Re: TCP and BBR: reproducibly low cwnd and bandwidth
Hi. On neděle 18. února 2018 22:04:27 CET Eric Dumazet wrote: > I was able to take a look today, and I believe this is the time to > switch TCP to GSO being always on. > > As a bonus, we get speed boost for cubic as well. > > Todays high BDP and recent TCP improvements (rtx queue as rb-tree, sack > coalescing, TCP pacing...) all were developed/tested/maintained with > GSO/TSO being the norm. > > Can you please test the following patch ? Yes, results below: BBR+fq: sg on: 6.02 Gbits/sec sg off: 1.33 Gbits/sec BBR+pfifo_fast: sg on: 4.13 Gbits/sec sg off: 1.34 Gbits/sec BBR+fq_codel: sg on: 4.16 Gbits/sec sg off: 1.35 Gbits/sec Reno+fq: sg on: 6.44 Gbits/sec sg off: 1.39 Gbits/sec Reno+pfifo_fast: sg on: 6.36 Gbits/sec sg off: 1.39 Gbits/sec Reno+fq_codel: sg on: 6.41 Gbits/sec sg off: 1.38 Gbits/sec While BBR still suffers when fq is not used, disabling sg doesn't bring drastic throughput drop anymore.
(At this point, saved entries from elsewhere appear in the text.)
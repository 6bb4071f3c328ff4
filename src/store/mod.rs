//! Persistence gateway
//!
//! Each directory/manager receives its store handles at construction as
//! `Arc<dyn …>` trait objects; nothing reaches for ambient state. The
//! contracts below also carry the two atomic primitives the watchlist
//! invariants depend on: `find_or_create` and `toggle_item` must not be
//! observable in a half-applied state by concurrent callers.

use async_trait::async_trait;
use uuid::Uuid;

use crate::{
    error::AppResult,
    models::{Genre, Movie, MovieId, NewMovie, User, UserId, UserRecord, Watchlist, WatchlistItem},
};

mod memory;

pub use memory::{seed_default_genres, MemoryStore, DEFAULT_GENRES};

/// Storage contract for movie records
#[cfg_attr(test, mockall::automock)]
#[async_trait]
pub trait MovieStore: Send + Sync {
    /// Persists a new movie and assigns its id
    async fn insert(&self, movie: NewMovie) -> AppResult<Movie>;

    /// Replaces the stored record; false if the id is unknown
    async fn update(&self, movie: Movie) -> AppResult<bool>;

    /// Removes the record; false if the id is unknown
    async fn delete(&self, id: MovieId) -> AppResult<bool>;

    async fn find(&self, id: MovieId) -> AppResult<Option<Movie>>;

    async fn all(&self) -> AppResult<Vec<Movie>>;

    /// All movies whose genre string is byte-equal to `genre`
    async fn find_by_genre(&self, genre: &str) -> AppResult<Vec<Movie>>;
}

/// Storage contract for the genre catalog
#[cfg_attr(test, mockall::automock)]
#[async_trait]
pub trait GenreStore: Send + Sync {
    /// Persists a genre; the name must be unused
    async fn insert(&self, name: &str) -> AppResult<Genre>;

    async fn all(&self) -> AppResult<Vec<Genre>>;
}

/// Storage contract for user accounts
#[cfg_attr(test, mockall::automock)]
#[async_trait]
pub trait UserStore: Send + Sync {
    /// Persists a new account and assigns its id; the username must be
    /// unused (checked under the same lock as the insert)
    async fn insert(&self, record: UserRecord) -> AppResult<User>;

    async fn find(&self, id: UserId) -> AppResult<Option<User>>;

    /// Exact, case-sensitive username lookup
    async fn find_by_username(&self, username: &str) -> AppResult<Option<User>>;
}

/// Storage contract for watchlists and their items
#[cfg_attr(test, mockall::automock)]
#[async_trait]
pub trait WatchlistStore: Send + Sync {
    /// Returns the user's watchlist, creating it atomically if absent.
    /// Repeated calls for the same user observe a single watchlist.
    async fn find_or_create(&self, user_id: UserId) -> AppResult<Watchlist>;

    async fn find_for_user(&self, user_id: UserId) -> AppResult<Option<Watchlist>>;

    /// Atomically flips membership of (watchlist, movie): removes the item
    /// if present, inserts it otherwise. Returns true when the item was
    /// added.
    async fn toggle_item(&self, watchlist_id: Uuid, movie_id: MovieId) -> AppResult<bool>;

    /// Items of a watchlist in insertion order
    async fn items(&self, watchlist_id: Uuid) -> AppResult<Vec<WatchlistItem>>;

    /// Removes every item of the watchlist, leaving the watchlist record
    /// itself in place. Returns the number of removed items.
    async fn clear(&self, watchlist_id: Uuid) -> AppResult<usize>;
}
So, looks good to me, eh? > Note that some cleanups can be done later in TCP stack, removing lots > of legacy stuff. > > Also TCP internal-pacing could benefit from something similar to this > fq patch eventually, although there is no hurry. > https://git.kernel.org/pub/scm/linux/kernel/git/davem/net-next.git/commit/?i > d=fefa569a9d4bc4b7758c0fddd75bb0382c95da77 Feel free to ping me if you have something else to test then ;). > Of course, you have to consider why SG was disabled on your device, > this looks very pessimistic. Dunno why that happens, but I've managed to just enable it automatically on interface up. Thanks. Oleksandr
Re: TCP and BBR: reproducibly low cwnd and bandwidth
On Sun, 2018-02-18 at 13:04 -0800, Eric Dumazet wrote: > > Can you please test the following patch ? > > Note that some cleanups can be done later in TCP stack, removing lots > of legacy stuff. > > Also TCP internal-pacing could benefit from something similar to this > fq patch eventually, although there is no hurry. > https://git.kernel.org/pub/scm/linux/kernel/git/davem/net-next.git/commit/?id=fefa569a9d4bc4b7758c0fddd75bb0382c95da77 > > > Of course, you have to consider why SG was disabled on your device, > this looks very pessimistic. > > Thanks ! > > include/net/sock.h |1 + > net/core/sock.c |2 +- > net/ipv4/tcp_ipv4.c |1 + > net/ipv6/tcp_ipv6.c |1 + > 4 files changed, 4 insertions(+), 1 deletion(-) Also note that the patch only deals with active connections. My official patch will also take care of passive ones of course.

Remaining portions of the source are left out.